Up ToUp To: Contents
See Also See Also: Volatile Services

Introduction

State "stalking" is a feature which is probably not going to used by most users. When enabled, it allows you to log changes in the output service and host checks even if the state of the host or service does not change. When stalking is enabled for a particular host or service, Nagios will watch that host or service very carefully and log any changes it sees in the output of check results. As you'll see, it can be very helpful to you in later analysis of the log files.

How Does It Work?

Under normal circumstances, the result of a host or service check is only logged if the host or service has changed state since it was last checked. There are a few exceptions to this, but for the most part, that's the rule.

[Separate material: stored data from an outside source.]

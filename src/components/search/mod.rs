// Copyright (C) 2026  Caprica Software Limited
//
// This program is free software: you can redistribute it and/or modify
// it under the terms of the GNU General Public License as published by
// the Free Software Foundation, either version 3 of the License, or
// (at your option) any later version.
//
// This program is distributed in the hope that it will be useful,
// but WITHOUT ANY WARRANTY; without even the implied warranty of
// MERCHANTABILITY or FITNESS FOR A PARTICULAR PURPOSE.  See the
// GNU General Public License for more details.
//
// You should have received a copy of the GNU General Public License
// along with this program.  If not, see <https://www.gnu.org/licenses/>.

//! Credit search view.
//!
//! This module owns the search screen: the text input holding the search
//! term, the [`SearchState`] machine behind it, and the results table. All
//! validation and outcome handling is delegated to [`SearchState`].

mod event;
mod render;

use std::sync::mpsc::Sender;

use anyhow::Result;
use tui_input::Input;

use crate::{
    components::CreditTableState,
    events::SearchCompletion,
    model::search::SearchState,
    tasks::AppTask,
};

pub(crate) struct SearchView {
    pub(crate) state: SearchState,
    pub(crate) input: Input,
    pub(crate) credit_table: CreditTableState,
    pub(crate) is_active: bool,
}

impl SearchView {
    pub(crate) fn new() -> Self {
        Self {
            state: SearchState::new(),
            input: Input::default(),
            credit_table: CreditTableState::new(),
            is_active: false,
        }
    }

    /// Validates the current term and, when valid, dispatches the search to
    /// the task worker.
    pub(crate) fn submit(&mut self, task_tx: &Sender<AppTask>) -> Result<()> {
        self.state.term = self.input.value().to_string();
        let request = self.state.submit();
        self.credit_table.reset_selection(0);

        if let Some(request) = request {
            task_tx.send(AppTask::Search(request))?;
        }

        Ok(())
    }

    pub(crate) fn complete(&mut self, completion: SearchCompletion) {
        let SearchCompletion { request, outcome } = completion;
        if self.state.complete(request.seq, request.mode, outcome) {
            self.credit_table.reset_selection(self.state.credits().len());
        }
    }

    /// Discards all search state, used when the user signs out.
    pub(crate) fn reset(&mut self) {
        let is_active = self.is_active;
        *self = Self::new();
        self.is_active = is_active;
    }
}
// Copyright (C) 2026  Caprica Software Limited
//
// This program is free software: you can redistribute it and/or modify
// it under the terms of the GNU General Public License as published by
// the Free Software Foundation, either version 3 of the License, or
// (at your option) any later version.
//
// This program is distributed in the hope that it will be useful,
// but WITHOUT ANY WARRANTY; without even the implied warranty of
// MERCHANTABILITY or FITNESS FOR A PARTICULAR PURPOSE.  See the
// GNU General Public License for more details.
//
// You should have received a copy of the GNU General Public License
// along with this program.  If not, see <https://www.gnu.org/licenses/>.

//! Application event distribution and orchestration.
//!
//! This module defines the central event-handling logic for the application,
//! bridging the gap between user input (keyboard), background worker results
//! (API responses) and the UI rendering pipeline.
//!
//! # Architecture
//!
//! The system follows a reactive event-loop pattern:
//!
//! 1. **Capture**: Events are received via the [`AppEvent`] enum through an
//!    asynchronous channel.
//! 2. **Process**: [`dispatch_event`] updates the [`App`] state and sends
//!    tasks to the background worker.
//! 3. **Render**: After each event is processed, the UI is re-drawn using the
//!    `ratatui` terminal.

mod handlers;
mod key_handlers;

use handlers::*;
use key_handlers::process_key_event;

use std::{io::Stdout, sync::mpsc::Sender};

use anyhow::Result;
use crossterm::event::{Event, KeyEvent};
use ratatui::{Terminal, prelude::CrosstermBackend};

use crate::{
    App, MainView,
    client::ClientError,
    model::{
        User,
        search::{SearchRequest, SearchResponse},
    },
    render::draw,
    tasks::AppTask,
};

#[derive(Debug)]
pub(crate) enum AppEvent {
    Key(KeyEvent),

    SetMainView(MainView),

    ApiStatus(String),

    LoggedIn(User),
    LoginFailed(String),
    Logout,

    SearchCompleted(SearchCompletion),

    Tick,

    ExitApplication,

    Error(String),
}

/// The API outcome for one dispatched search.
#[derive(Debug)]
pub(crate) struct SearchCompletion {
    pub(crate) request: SearchRequest,
    pub(crate) outcome: Result<SearchResponse, ClientError>,
}

pub(crate) trait AppEventProcessor {
    fn process_event(
        &mut self,
        event: Event,
        task_tx: &Sender<AppTask>,
        event_tx: &Sender<AppEvent>,
    ) -> Result<()>;
}

/// Runs the main application loop, handling events and rendering the UI in the
/// terminal.
///
/// This function loops until an exit event is received or the event channel
/// is closed.
pub(crate) fn process_events(
    terminal: &mut Terminal<CrosstermBackend<Stdout>>,
    app: &mut App,
) -> Result<()> {
    terminal.draw(|f| draw(f, app))?;

    while let Ok(event) = app.event_rx.recv() {
        if matches!(event, AppEvent::ExitApplication) {
            break;
        }

        dispatch_event(app, event)?;

        terminal.draw(|f| draw(f, app))?;
    }

    Ok(())
}

/// Applies a single event to the application state.
pub(crate) fn dispatch_event(app: &mut App, event: AppEvent) -> Result<()> {
    match event {
        AppEvent::Key(key) => process_key_event(app, key)?,
        AppEvent::SetMainView(view) => handle_set_main_view(app, view),
        AppEvent::ApiStatus(status) => handle_api_status(app, status),
        AppEvent::LoggedIn(user) => handle_logged_in(app, user),
        AppEvent::LoginFailed(message) => handle_login_failed(app, message),
        AppEvent::Logout => handle_logout(app)?,
        AppEvent::SearchCompleted(completion) => handle_search_completed(app, completion),
        AppEvent::Error(message) => handle_error(app, message),
        AppEvent::Tick | AppEvent::ExitApplication => {}
    }

    Ok(())
}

If you enable stalking for one or more states of a particular host or service, Nagios will log the results of the host or service check if the output from the check differs from the output from the previous check. Take the following example of eight consecutive checks of a service:

Service Check #:Service State:Service Check Output:Logged NormallyLogged With Stalking
xOKRAID array optimal--
x+1OKRAID array optimal--
x+2WARNINGRAID array degraded (1 drive bad, 1 hot spare rebuilding)YesYes
x+3CRITICALRAID array degraded (2 drives bad, 1 host spare online, 1 hot spare rebuilding)YesYes
x+4CRITICALRAID array degraded (3 drives bad, 2 hot spares online)-Yes
x+5CRITICALRAID array failed-Yes
x+6CRITICALRAID array failed--
x+7CRITICALRAID array failed--

Given this sequence of checks, you would normally only see two log entries for this catastrophe. The first one would occur at service check x+2 when the service changed from an OK state to a WARNING state. The second log entry would occur at service check x+3 when the service changed from a WARNING state to a CRITICAL state.

For whatever reason, you may like to have the complete history of this catastrophe in your log files. Perhaps to help explain to your manager how quickly the situation got out of control, perhaps just to laugh at it over a couple of drinks at the local pub...

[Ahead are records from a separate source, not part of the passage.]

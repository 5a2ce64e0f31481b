// Copyright (C) 2026  Caprica Software Limited
//
// This program is free software: you can redistribute it and/or modify
// it under the terms of the GNU General Public License as published by
// the Free Software Foundation, either version 3 of the License, or
// (at your option) any later version.
//
// This program is distributed in the hope that it will be useful,
// but WITHOUT ANY WARRANTY; without even the implied warranty of
// MERCHANTABILITY or FITNESS FOR A PARTICULAR PURPOSE.  See the
// GNU General Public License for more details.
//
// You should have received a copy of the GNU General Public License
// along with this program.  If not, see <https://www.gnu.org/licenses/>.

//! Common utilities and helper functions.
//!
//! This module provides shared logic used across the application to handle
//! data transformation and environment interactions.
//!
//! # Sub-modules
//!
//! * [`format`]: Converts raw credit values into display strings and
//!   validates search terms.
//! * [`logging`]: Installs the file-backed `tracing` subscriber.
//! * [`term`]: Low-level utilities for interacting with the terminal
//!   emulator, such as background colour control.

pub(crate) mod format;
pub(crate) mod logging;
pub(crate) mod term;
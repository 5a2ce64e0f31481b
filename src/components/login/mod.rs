// Copyright (C) 2026  Caprica Software Limited
//
// This program is free software: you can redistribute it and/or modify
// it under the terms of the GNU General Public License as published by
// the Free Software Foundation, either version 3 of the License, or
// (at your option) any later version.
//
// This program is distributed in the hope that it will be useful,
// but WITHOUT ANY WARRANTY; without even the implied warranty of
// MERCHANTABILITY or FITNESS FOR A PARTICULAR PURPOSE.  See the
// GNU General Public License for more details.
//
// You should have received a copy of the GNU General Public License
// along with this program.  If not, see <https://www.gnu.org/licenses/>.

//! Sign-in view.
//!
//! Collects a login and password and hands them to the task worker. The
//! view stays on screen until the worker reports success or failure.

mod event;
mod render;

use std::sync::mpsc::Sender;

use anyhow::Result;
use tui_input::Input;

use crate::{client::Credentials, tasks::AppTask};

pub(crate) const MISSING_CREDENTIALS: &str = "Informe login e senha.";

#[derive(Debug, Clone, Copy, Default, PartialEq, Eq)]
pub(crate) enum LoginField {
    #[default]
    Login,
    Password,
}

pub(crate) struct LoginView {
    pub(crate) login: Input,
    pub(crate) password: Input,
    pub(crate) focus: LoginField,
    pub(crate) is_active: bool,
    pending: bool,
    error: Option<String>,
}

impl LoginView {
    pub(crate) fn new() -> Self {
        Self {
            login: Input::default(),
            password: Input::default(),
            focus: LoginField::default(),
            is_active: false,
            pending: false,
            error: None,
        }
    }

    pub(crate) fn login_value(&self) -> &str {
        self.login.value()
    }

    pub(crate) fn error(&self) -> Option<&str> {
        self.error.as_deref()
    }

    pub(crate) fn is_pending(&self) -> bool {
        self.pending
    }

    pub(crate) fn toggle_focus(&mut self) {
        self.focus = match self.focus {
            LoginField::Login => LoginField::Password,
            LoginField::Password => LoginField::Login,
        };
    }

    pub(crate) fn submit(&mut self, task_tx: &Sender<AppTask>) -> Result<()> {
        if self.pending {
            return Ok(());
        }

        self.error = None;
        let login = self.login_value().trim();
        let password = self.password.value();
        if login.is_empty() || password.is_empty() {
            self.error = Some(MISSING_CREDENTIALS.to_string());
            return Ok(());
        }

        task_tx.send(AppTask::Login(Credentials {
            login: login.to_string(),
            password: password.to_string(),
        }))?;
        self.pending = true;

        Ok(())
    }

    /// Shows a failed sign-in attempt, keeping the login but clearing the
    /// password.
    pub(crate) fn fail(&mut self, message: String) {
        self.pending = false;
        self.error = Some(message);
        self.password.reset();
        self.focus = LoginField::Password;
    }

    pub(crate) fn reset(&mut self) {
        let is_active = self.is_active;
        *self = Self::new();
        self.is_active = is_active;
    }
}
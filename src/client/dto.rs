// Copyright (C) 2026  Caprica Software Limited
//
// This program is free software: you can redistribute it and/or modify
// it under the terms of the GNU General Public License as published by
// the Free Software Foundation, either version 3 of the License, or
// (at your option) any later version.
//
// This program is distributed in the hope that it will be useful,
// but WITHOUT ANY WARRANTY; without even the implied warranty of
// MERCHANTABILITY or FITNESS FOR A PARTICULAR PURPOSE.  See the
// GNU General Public License for more details.
//
// You should have received a copy of the GNU General Public License
// along with this program.  If not, see <https://www.gnu.org/licenses/>.

//! Transport DTOs that never leave the client module.

use serde::{Deserialize, Serialize};

/// Error body returned by the API on non-2xx responses.
#[derive(Debug, Default, Deserialize)]
pub(super) struct ErrorBody {
    #[serde(default)]
    pub(super) message: Option<String>,
}

#[derive(Debug, Serialize)]
pub(super) struct LoginRequest<'a> {
    pub(super) login: &'a str,
    #[serde(rename = "senha")]
    pub(super) password: &'a str,
}
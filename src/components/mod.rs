// Copyright (C) 2026  Caprica Software Limited
//
// This program is free software: you can redistribute it and/or modify
// it under the terms of the GNU General Public License as published by
// the Free Software Foundation, either version 3 of the License, or
// (at your option) any later version.
//
// This program is distributed in the hope that it will be useful,
// but WITHOUT ANY WARRANTY; without even the implied warranty of
// MERCHANTABILITY or FITNESS FOR A PARTICULAR PURPOSE.  See the
// GNU General Public License for more details.
//
// You should have received a copy of the GNU General Public License
// along with this program.  If not, see <https://www.gnu.org/licenses/>.

//! Reusable UI components and the application's views.
//!
//! Each component keeps its state, event handling and rendering in separate
//! sub-modules.

mod credit_table;
mod login;
mod search;

pub(crate) use credit_table::CreditTableState;
pub(crate) use login::LoginView;
pub(crate) use search::SearchView;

Well, if you had enabled stalking of this service for CRITICAL states, you would have events at x+4 and x+5 logged in addition to the events at x+2 and x+3. Why is this? With state stalking enabled, Nagios would have examined the output from each service check to see if it differed from the output of the previous check. If the output differed and the state of the service didn't change between the two checks, the result of the newer service check would get logged.

A similiar example of stalking might be on a service that checks your web server. If the check_http plugin first returns a WARNING state because of a 404 error and on subsequent checks returns a WARNING state because of a particular pattern not being found, you might want to know that. If you didn't enable state stalking for WARNING states of the service, only the first WARNING state event (the 404 error) would be logged and you wouldn't have any idea (looking back in the archived logs) that future WARNING states were not due to a 404, but rather some text pattern that could not be found in the returned web page.

Should I Enable Stalking?

First, you must decide if you have a real need to analyze archived log data to find the exact cause of a problem. You may decide you need this feature for some hosts or services, but not for all. You may also find that you only have a need to enable stalking for some host or service states, rather than all of them. For example, you may decide to enable stalking for WARNING and CRITICAL states of a service, but not for OK and UNKNOWN states.

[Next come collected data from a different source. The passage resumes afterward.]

// Copyright (C) 2026  Caprica Software Limited
//
// This program is free software: you can redistribute it and/or modify
// it under the terms of the GNU General Public License as published by
// the Free Software Foundation, either version 3 of the License, or
// (at your option) any later version.
//
// This program is distributed in the hope that it will be useful,
// but WITHOUT ANY WARRANTY; without even the implied warranty of
// MERCHANTABILITY or FITNESS FOR A PARTICULAR PURPOSE.  See the
// GNU General Public License for more details.
//
// You should have received a copy of the GNU General Public License
// along with this program.  If not, see <https://www.gnu.org/licenses/>.

//! Application configuration.
//!
//! This module manages the application configuration file.

use std::path::PathBuf;

use serde::{Deserialize, Serialize};

const CONFIG_NAME: &str = "creditui";

const DEFAULT_API_BASE_URL: &str = "http://localhost:8080/api";
const DEFAULT_LOG_LEVEL: &str = "info";

#[derive(Serialize, Deserialize, Debug, Clone, PartialEq)]
#[serde(default)]
pub struct AppConfig {
    pub version: u32,
    /// Root of the credit API, e.g. `http://localhost:8080/api`.
    pub api_base_url: String,
    /// `tracing` filter directive for the log file.
    pub log_level: String,
}

impl Default for AppConfig {
    fn default() -> Self {
        Self {
            version: 1,
            api_base_url: DEFAULT_API_BASE_URL.to_string(),
            log_level: DEFAULT_LOG_LEVEL.to_string(),
        }
    }
}

pub fn load_config() -> AppConfig {
    confy::load(CONFIG_NAME, None).unwrap_or_default()
}

/// Directory holding the configuration file, used for the log file too.
pub fn config_dir() -> Option<PathBuf> {
    confy::get_configuration_file_path(CONFIG_NAME, None)
        .ok()
        .and_then(|path| path.parent().map(PathBuf::from))
}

The decision to to enable state stalking for a particular host or service will also depend on the plugin that you use to check that host or service. If the plugin always returns the same text output for a particular state, there is no reason to enable stalking for that state.

How Do I Enable Stalking?

You can enable state stalking for hosts and services by using the stalking_options directive in host and service definitions.

How Does Stalking Differ From Volatile Services?

Volatile services are similar, but will cause notifications and event handlers to run. Stalking is purely for logging purposes.

Caveats

You should be aware that there are some potential pitfalls with enabling stalking. These all relate to the reporting functions found in various CGIs (histogram, alert summary, etc.). Because state stalking will cause additional alert entries to be logged, the data produced by the reports will show evidence of inflated numbers of alerts.

As a general rule, I would suggest that you not enable stalking for hosts and services without thinking things through. Still, it's there if you need and want it.